Dataset entries:

use std::collections::BTreeMap;

use chrono::{DateTime, Utc};
use serde::Serialize;

use crate::models::question::Choice;

/// Summary of a session exposed to the presentation layer.
#[derive(Debug, Clone, Serialize)]
pub struct SessionInfo {
    pub session_id: String,
    pub set_id: String,
    /// 0-based index of the active question.
    pub question_index: usize,
    pub total_questions: usize,
    pub created_at: DateTime<Utc>,
}

/// The echo returned to a student whose submission was accepted.
#[derive(Debug, Clone, Serialize)]
pub struct SubmitOutcome {
    pub student: String,
    pub option: Choice,
    pub correct: bool,
    pub timestamp: DateTime<Utc>,
    pub question_id: String,
    pub question_text: String,
}

/// One displayed response in the live view.
#[derive(Debug, Clone, Serialize)]
pub struct LiveResponse {
    pub student: String,
    pub option: Choice,
    pub correct: bool,
    pub timestamp: DateTime<Utc>,
}

/// The materialized view of live responses to the active question.
#[derive(Debug, Clone, Serialize)]
pub struct LiveView {
    pub session_id: String,
    pub question_index: usize,
    pub question_id: String,
    pub question_text: String,
    pub total_responses: usize,
    /// Most recent response first.
    pub responses: Vec<LiveResponse>,
}

/// Per-student performance within the session's question set.
#[derive(Debug, Clone, Serialize)]
pub struct StudentPerformance {
    pub score: u32,
    pub total_questions: usize,
    /// `100 * score / total_questions`, `0` for an empty set.
    pub percentage: f64,
}

/// Per-question aggregate across every durable response.
#[derive(Debug, Clone, Serialize)]
pub struct QuestionBreakdown {
    pub question_id: String,
    pub text: String,
    pub correct_choice: Choice,
    pub total_responses: u32,
    pub correct_responses: u32,
    /// Share of correct responses in percent, `0` with no responses.
    pub correct_rate: f64,
}

/// Overall statistics for the analysis view.
#[derive(Debug, Clone, Serialize)]
pub struct AnalysisTotals {
    pub student_count: usize,
    pub response_count: usize,
    pub average_score: f64,
    pub average_percentage: f64,
}

/// The end-of-quiz analysis, recomputed from durable responses.
#[derive(Debug, Clone, Serialize)]
pub struct AnalysisView {
    pub per_student: BTreeMap<String, StudentPerformance>,
    pub per_question: Vec<QuestionBreakdown>,
    pub totals: AnalysisTotals,
}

### What this task involves:
Where a line in the records above contains the string "active", return that line.

### Expected answer:
    /// 0-based index of the active question.
/// The materialized view of live responses to the active question.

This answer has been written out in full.